Bang Roshid menceritakan situasi kerjanya kepadaku menggunakan bahasa Melayu sambil menghembus-hembuskan asap rokok dari bibirnya yang nampak kering dan menghitam.
“Dibuat santai saja Bang, kerani kan tidak menyuruh kerja cepat-cepat khusus untuk bangunan contoh ini, yang penting bagus dan rata,” jawabku sembari mengaduk adonan semen yang mulai agak mengeras.
*******
Sekilas, tidak ada yang aneh dengan percakapan di atas. Percakapan antara saya dengan Bang Roshid, sama-sama pekerja bangunan dan bernaung di bawah perusahaan yang sama. Hanya saja kami berasal dari daerah yang tidak sama, sehingga ada perbedaan bahasa daerah di antara kami.
Apa yang aneh?
Apa yang hilang?
Ada 'sesuatu' yang hilang, ada yang tak sesuai dengan nurani.

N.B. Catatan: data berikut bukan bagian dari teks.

impl SimulatedCluster {
    pub fn new() -> Self {
        Self::default()
    }

    /// `redis` nodes with the first as master and `sentinels` sentinels
    /// monitoring it, all consistent.
    pub fn healthy(redis: usize, sentinels: usize) -> Self {
        let mut sim = Self::new();
        for i in 0..redis {
            let ip = format!("10.0.0.{}", i + 1);
            let role = if i == 0 {
                RedisRole::Master
            } else {
                replica_of("10.0.0.1")
            };
            sim = sim.with_redis(&format!("rfr-cache-{}", i), &ip, i as i64, role);
        }
        let q = quorum(sentinels);
        for i in 0..sentinels {
            let ip = format!("10.0.1.{}", i + 1);
            let monitor = monitoring(
                "10.0.0.1",
                q,
                sentinels as u32,
                redis.saturating_sub(1) as u32,
            );
            sim = sim.with_sentinel(&format!("rfs-cache-{}", i), &ip, i as i64, monitor);
        }
        sim
    }

    pub fn with_redis(self, name: &str, ip: &str, created_secs: i64, role: RedisRole) -> Self {
        self.lock().redis.push(SimRedis {
            pod: pod(name, ip, created_secs),
            role,
            config: BTreeMap::new(),
            health: Health::Up,
        });
        self
    }

    pub fn with_sentinel(
        self,
        name: &str,
        ip: &str,
        created_secs: i64,
        monitor: SentinelMonitor,
    ) -> Self {
        self.lock().sentinels.push(SimSentinel {
            pod: pod(name, ip, created_secs),
            monitor,
            health: Health::Up,
        });
        self
    }

    fn lock(&self) -> MutexGuard<'_, State> {
        self.state.lock().unwrap()
    }

    pub fn set_health(&self, ip: &str, health: Health) {
        let mut state = self.lock();
        for node in state.redis.iter_mut().filter(|n| n.pod.ip == ip) {
            node.health = health.clone();
        }
        for node in state.sentinels.iter_mut().filter(|n| n.pod.ip == ip) {
            node.health = health.clone();
        }
    }

    pub fn set_role(&self, ip: &str, role: RedisRole) {
        self.with_redis_node(ip, |n| n.role = role);
    }

    pub fn set_monitor(&self, ip: &str, monitor: SentinelMonitor) {
        self.with_sentinel_node(ip, |n| n.monitor = monitor);
    }

    pub fn set_redis_config(&self, ip: &str, param: &str, value: &str) {
        let mut state = self.lock();
        if let Some(node) = state.redis.iter_mut().find(|n| n.pod.ip == ip) {
            node.config.insert(param.to_string(), value.to_string());
        }
    }

    pub fn set_gone(&self) {
        self.lock().gone = true;
    }

    pub fn fail_listing(&self) {
        self.lock().listing_fails = true;
    }

    pub fn fail_ensure(&self, kind: &'static str) {
        self.lock().failing_ensure = Some(kind);
    }

    pub fn fail_status_write(&self) {
        self.lock().status_write_fails = true;
    }

    /// Make the node at `ip` refuse `command` while still answering queries.
    pub fn fail_command(&self, command: &'static str, ip: &str) {
        self.lock().refused.push((command, ip.to_string()));
    }

    pub fn add_secret(&self, name: &str, key: &str, value: &str) {
        self.lock()
            .secrets
            .insert((name.to_string(), key.to_string()), value.to_string());
    }

    pub fn add_owned(&self, object: OwnedObject) {
        self.lock().owned.push(object);
    }

    pub fn role_of(&self, ip: &str) -> RedisRole {
        self.lock()
            .redis
            .iter()
            .find(|n| n.pod.ip == ip)
            .map(|n| n.role.clone())
            .unwrap()
    }

    pub fn redis_config(&self, ip: &str) -> BTreeMap<String, String> {
        self.lock()
            .redis
            .iter()
            .find(|n| n.pod.ip == ip)
            .map(|n| n.config.clone())
            .unwrap()
    }

    pub fn monitor_of(&self, ip: &str) -> SentinelMonitor {
        self.lock()
            .sentinels
            .iter()
            .find(|n| n.pod.ip == ip)
            .map(|n| n.monitor.clone())
            .unwrap()
    }

    /// IPs of nodes that believe they are master.
    pub fn masters(&self) -> Vec<String> {
        self.lock()
            .redis
            .iter()
            .filter(|n| n.role.is_master())
            .map(|n| n.pod.ip.clone())
            .collect()
    }

    pub fn sentinel_ips(&self) -> Vec<String> {
        self.lock()
            .sentinels
            .iter()
            .map(|n| n.pod.ip.clone())
            .collect()
    }

    /// Mutating commands issued so far, as `COMMAND ip [args]`.
    pub fn commands(&self) -> Vec<String> {
        self.lock().commands.clone()
    }

    pub fn clear_commands(&self) {
        self.lock().commands.clear();
    }

    pub fn status(&self) -> Option<RedisFailoverStatus> {
        self.lock().status.clone()
    }

    pub fn status_writes(&self) -> usize {
        self.lock().status_writes
    }

    pub fn ensured(&self) -> Vec<&'static str> {
        self.lock().ensured.clone()
    }

    pub fn deleted(&self) -> Vec<OwnedObject> {
        self.lock().deleted.clone()
    }

    fn record(&self, command: String) {
        self.lock().commands.push(command);
    }

    /// Fail according to the node's health, waiting out the caller's timeout
    /// for hanging nodes.
    async fn gate(&self, ip: &str, health: Option<Health>, command: &str) -> std::result::Result<(), NodeError> {
        match health {
            None => Err(NodeError::Unreachable {
                ip: ip.to_string(),
                reason: "no such pod".to_string(),
            }),
            Some(Health::Up) => Ok(()),
            Some(Health::Unreachable) => Err(NodeError::Unreachable {
                ip: ip.to_string(),
                reason: "connection refused".to_string(),
            }),
            Some(Health::Rejecting) => Err(NodeError::Rejected {
                ip: ip.to_string(),
                command: command.to_string(),
                reason: "NOAUTH Authentication required".to_string(),
            }),
            Some(Health::Slow) => {
                tokio::time::sleep(NODE_TIMEOUT * 6 / 10).await;
                Ok(())
            }
            Some(Health::Hanging) => {
                tokio::time::sleep(NODE_TIMEOUT * 10).await;
                Err(NodeError::Timeout {
                    ip: ip.to_string(),
                    duration: NODE_TIMEOUT * 10,
                })
            }
        }
    }

    fn refusal(&self, ip: &str, command: &str) -> std::result::Result<(), NodeError> {
        let refused = self
            .lock()
            .refused
            .iter()
            .any(|(c, target)| *c == command && target == ip);
        if refused {
            return Err(NodeError::Rejected {
                ip: ip.to_string(),
                command: command.to_string(),
                reason: "READONLY You can't write against a read only replica".to_string(),
            });
        }
        Ok(())
    }

    async fn redis_gate(&self, ip: &str, command: &str) -> std::result::Result<(), NodeError> {
        let health = self
            .lock()
            .redis
            .iter()
            .find(|n| n.pod.ip == ip)
            .map(|n| n.health.clone());
        self.gate(ip, health, command).await?;
        self.refusal(ip, command)
    }

    async fn sentinel_gate(&self, ip: &str, command: &str) -> std::result::Result<(), NodeError> {
        let health = self
            .lock()
            .sentinels
            .iter()
            .find(|n| n.pod.ip == ip)
            .map(|n| n.health.clone());
        self.gate(ip, health, command).await?;
        self.refusal(ip, command)
    }

    fn with_redis_node<T>(&self, ip: &str, f: impl FnOnce(&mut SimRedis) -> T) -> Option<T> {
        let mut state = self.lock();
        state.redis.iter_mut().find(|n| n.pod.ip == ip).map(f)
    }

    fn with_sentinel_node<T>(&self, ip: &str, f: impl FnOnce(&mut SimSentinel) -> T) -> Option<T> {
        let mut state = self.lock();
        state.sentinels.iter_mut().find(|n| n.pod.ip == ip).map(f)
    }
}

Kami berdua sama-sama Warga Negara Indonesia (WNI) tetapi kenapa Bang Roshid lebih memilih menggunakan bahasa Melayu?
Kenapa tidak mau menggunakan bahasa Indonesia ketika bercakap-cakap dengan sesama orang Indonesia?
Rata-rata, memang seperti itulah kenyataannya. Setiap kali saya ngobrol dengan saudara setanah air yang berbeda suku, berbeda bahasa daerah, sebagian besar mereka lebih memilih menggunakan bahasa Malaysia daripada bahasa Indonesia.
Pernah ada salah satu post di grup Facebook saya protes karena sesama warga Indonesia tidak memakai bahasa Indonesia.
Mereka jawab,“di mana bumi dipijak, di situ langit dijunjung”
Yaa... Saya pun setuju dengan hal itu untuk budaya, sopan santun, tingkah laku, serta bahasa percakapan jika memang sedang berbicara dengan warga tempatan (warga asli Malaysia) atau warga negara lain (Bangladesh, Vietnam, Myanmar, Pakistan,dll)
Namun, kenapa saat kita berbicara dengan sesama orang Indonesia tidak mau menggunakan bahasa Indonesia?
Kenapa harus kita "lupakan” bahasa Indonesia kita?
Sudah padamkah semangat sumpah pemuda?
"Berbahasa satu, Bahasa Indonesia!"
Ayo tetap kita lestarikan!
Kita tetap berbahasa Indonesia dengan sesama orang Indonesia di manapun berada.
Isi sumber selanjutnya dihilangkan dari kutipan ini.